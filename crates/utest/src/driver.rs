//! Process entry point: bind, run, report.

use std::io::Write;
use std::process::ExitCode;

use crate::config::RunConfig;
use crate::registry::{Phase, Registry};
use crate::report::{Report, ReportError, write_uncaught};
use crate::runner::{RunError, Runner};
use crate::structured_log::{LogEmitter, new_run_id};

/// Exit status of a clean run.
pub const EXIT_OK: i32 = 0;
/// Exit status for failed proofs, uncaught errors and reporting failures.
pub const EXIT_FAILED: i32 = 1;

/// Run every suite declared with [`model!`](crate::model) under the
/// configuration found in the environment.
///
/// Meant as the whole body of a test binary's `main`:
///
/// ```no_run
/// fn main() -> std::process::ExitCode {
///     utest::main()
/// }
/// ```
pub fn main() -> ExitCode {
    let code = match RunConfig::from_env() {
        Ok(config) => run_main(
            Registry::global(),
            &config,
            &mut std::io::stdout().lock(),
            &mut std::io::stderr().lock(),
        ),
        Err(err) => {
            eprintln!("utest: {err}");
            EXIT_FAILED
        }
    };
    if code == EXIT_OK {
        ExitCode::SUCCESS
    } else {
        ExitCode::FAILURE
    }
}

/// Bind `registry` if needed, run it under `config` and report to `out` /
/// `err`. Returns the process exit status.
pub fn run_main(
    registry: &Registry,
    config: &RunConfig,
    out: &mut dyn Write,
    err: &mut dyn Write,
) -> i32 {
    if registry.phase() == Phase::Registering
        && let Err(e) = registry.bind()
    {
        let _ = writeln!(err, "utest: {e}");
        return EXIT_FAILED;
    }

    let mut runner = Runner::new(config.clone());
    if let Some(path) = &config.event_log {
        match LogEmitter::to_file(path, &new_run_id()) {
            Ok(emitter) => runner = runner.with_event_log(emitter),
            Err(e) => {
                let _ = writeln!(err, "utest: cannot open event log {}: {e}", path.display());
                return EXIT_FAILED;
            }
        }
    }

    match runner.run(registry, out) {
        Ok(_) => {}
        Err(RunError::UncaughtProof { proof, message }) => {
            let _ = write_uncaught(out, &proof, message.as_deref());
            return EXIT_FAILED;
        }
        Err(e) => {
            let _ = writeln!(err, "utest: {e}");
            return EXIT_FAILED;
        }
    }

    let report = Report::from_registry(registry);
    match write_report(&report, config, out, err) {
        Ok(()) if report.is_ok() => EXIT_OK,
        Ok(()) => EXIT_FAILED,
        Err(e) => {
            let _ = writeln!(out, "\nINTERNAL FAILURE");
            let _ = writeln!(err, "utest: {e}");
            EXIT_FAILED
        }
    }
}

fn write_report(
    report: &Report,
    config: &RunConfig,
    out: &mut dyn Write,
    err: &mut dyn Write,
) -> Result<(), ReportError> {
    report.write_summary(out, err)?;
    if let Some(path) = &config.results_file {
        writeln!(out, " - Writing results to: {}", path.display())?;
        report.write_results_file(path)?;
    }
    Ok(())
}

#[cfg(test)]
mod tests {
    use super::*;
    use crate::registry::SuiteBuilder;

    #[test]
    fn unwritable_results_file_is_an_internal_failure() {
        let dir = tempfile::tempdir().unwrap();
        let registry = Registry::new();
        registry
            .register_suite("S", |s: &mut SuiteBuilder<'_>| s.ensure("p", |_| Ok(())))
            .unwrap();
        let config = RunConfig {
            quiet: true,
            // A directory cannot be opened as a file.
            results_file: Some(dir.path().to_path_buf()),
            ..RunConfig::default()
        };
        let (mut out, mut err) = (Vec::new(), Vec::new());

        assert_eq!(run_main(&registry, &config, &mut out, &mut err), EXIT_FAILED);
        let out = String::from_utf8(out).unwrap();
        assert!(out.starts_with("Result: OK\n - Writing results to: "));
        assert!(out.ends_with("\nINTERNAL FAILURE\n"));
    }

    #[test]
    fn already_bound_registry_is_run_as_is() {
        let registry = Registry::new();
        registry
            .register_suite("S", |s: &mut SuiteBuilder<'_>| s.ensure("p", |_| Ok(())))
            .unwrap();
        registry.bind().unwrap();
        let (mut out, mut err) = (Vec::new(), Vec::new());
        let config = RunConfig::default();
        assert_eq!(run_main(&registry, &config, &mut out, &mut err), EXIT_OK);
        assert_eq!(String::from_utf8(out).unwrap(), "== S ==\n * p\nResult: OK\n");

        // A second run of the same registry is refused.
        let mut err = Vec::new();
        assert_eq!(run_main(&registry, &config, &mut Vec::new(), &mut err), EXIT_FAILED);
        assert!(String::from_utf8(err).unwrap().contains("already been run"));
    }
}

•••••

**WORK REQUEST**
Print out the whole listing exactly as it appears.

**SOLVED EXERCISE**
filename crates/utest/src/driver.rs
//! Process entry point: bind, run, report.

use std::io::Write;
use std::process::ExitCode;

use crate::config::RunConfig;
use crate::registry::{Phase, Registry};
use crate::report::{Report, ReportError, write_uncaught};
use crate::runner::{RunError, Runner};
use crate::structured_log::{LogEmitter, new_run_id};

/// Exit status of a clean run.
pub const EXIT_OK: i32 = 0;
/// Exit status for failed proofs, uncaught errors and reporting failures.
pub const EXIT_FAILED: i32 = 1;

/// Run every suite declared with [`model!`](crate::model) under the
/// configuration found in the environment.
///
/// Meant as the whole body of a test binary's `main`:
///
/// ```no_run
/// fn main() -> std::process::ExitCode {
///     utest::main()
/// }
/// ```
pub fn main() -> ExitCode {
    let code = match RunConfig::from_env() {
        Ok(config) => run_main(
            Registry::global(),
            &config,
            &mut std::io::stdout().lock(),
            &mut std::io::stderr().lock(),
        ),
        Err(err) => {
            eprintln!("utest: {err}");
            EXIT_FAILED
        }
    };
    if code == EXIT_OK {
        ExitCode::SUCCESS
    } else {
        ExitCode::FAILURE
    }
}

/// Bind `registry` if needed, run it under `config` and report to `out` /
/// `err`. Returns the process exit status.
pub fn run_main(
    registry: &Registry,
    config: &RunConfig,
    out: &mut dyn Write,
    err: &mut dyn Write,
) -> i32 {
    if registry.phase() == Phase::Registering
        && let Err(e) = registry.bind()
    {
        let _ = writeln!(err, "utest: {e}");
        return EXIT_FAILED;
    }

    let mut runner = Runner::new(config.clone());
    if let Some(path) = &config.event_log {
        match LogEmitter::to_file(path, &new_run_id()) {
            Ok(emitter) => runner = runner.with_event_log(emitter),
            Err(e) => {
                let _ = writeln!(err, "utest: cannot open event log {}: {e}", path.display());
                return EXIT_FAILED;
            }
        }
    }

    match runner.run(registry, out) {
        Ok(_) => {}
        Err(RunError::UncaughtProof { proof, message }) => {
            let _ = write_uncaught(out, &proof, message.as_deref());
            return EXIT_FAILED;
        }
        Err(e) => {
            let _ = writeln!(err, "utest: {e}");
            return EXIT_FAILED;
        }
    }

    let report = Report::from_registry(registry);
    match write_report(&report, config, out, err) {
        Ok(()) if report.is_ok() => EXIT_OK,
        Ok(()) => EXIT_FAILED,
        Err(e) => {
            let _ = writeln!(out, "\nINTERNAL FAILURE");
            let _ = writeln!(err, "utest: {e}");
            EXIT_FAILED
        }
    }
}

fn write_report(
    report: &Report,
    config: &RunConfig,
    out: &mut dyn Write,
    err: &mut dyn Write,
) -> Result<(), ReportError> {
    report.write_summary(out, err)?;
    if let Some(path) = &config.results_file {
        writeln!(out, " - Writing results to: {}", path.display())?;
        report.write_results_file(path)?;
    }
    Ok(())
}

#[cfg(test)]
mod tests {
    use super::*;
    use crate::registry::SuiteBuilder;

    #[test]
    fn unwritable_results_file_is_an_internal_failure() {
        let dir = tempfile::tempdir().unwrap();
        let registry = Registry::new();
        registry
            .register_suite("S", |s: &mut SuiteBuilder<'_>| s.ensure("p", |_| Ok(())))
            .unwrap();
        let config = RunConfig {
            quiet: true,
            // A directory cannot be opened as a file.
            results_file: Some(dir.path().to_path_buf()),
            ..RunConfig::default()
        };
        let (mut out, mut err) = (Vec::new(), Vec::new());

        assert_eq!(run_main(&registry, &config, &mut out, &mut err), EXIT_FAILED);
        let out = String::from_utf8(out).unwrap();
        assert!(out.starts_with("Result: OK\n - Writing results to: "));
        assert!(out.ends_with("\nINTERNAL FAILURE\n"));
    }

    #[test]
    fn already_bound_registry_is_run_as_is() {
        let registry = Registry::new();
        registry
            .register_suite("S", |s: &mut SuiteBuilder<'_>| s.ensure("p", |_| Ok(())))
            .unwrap();
        registry.bind().unwrap();
        let (mut out, mut err) = (Vec::new(), Vec::new());
        let config = RunConfig::default();
        assert_eq!(run_main(&registry, &config, &mut out, &mut err), EXIT_OK);
        assert_eq!(String::from_utf8(out).unwrap(), "== S ==\n * p\nResult: OK\n");

        // A second run of the same registry is refused.
        let mut err = Vec::new();
        assert_eq!(run_main(&registry, &config, &mut Vec::new(), &mut err), EXIT_FAILED);
        assert!(String::from_utf8(err).unwrap().contains("already been run"));
    }
}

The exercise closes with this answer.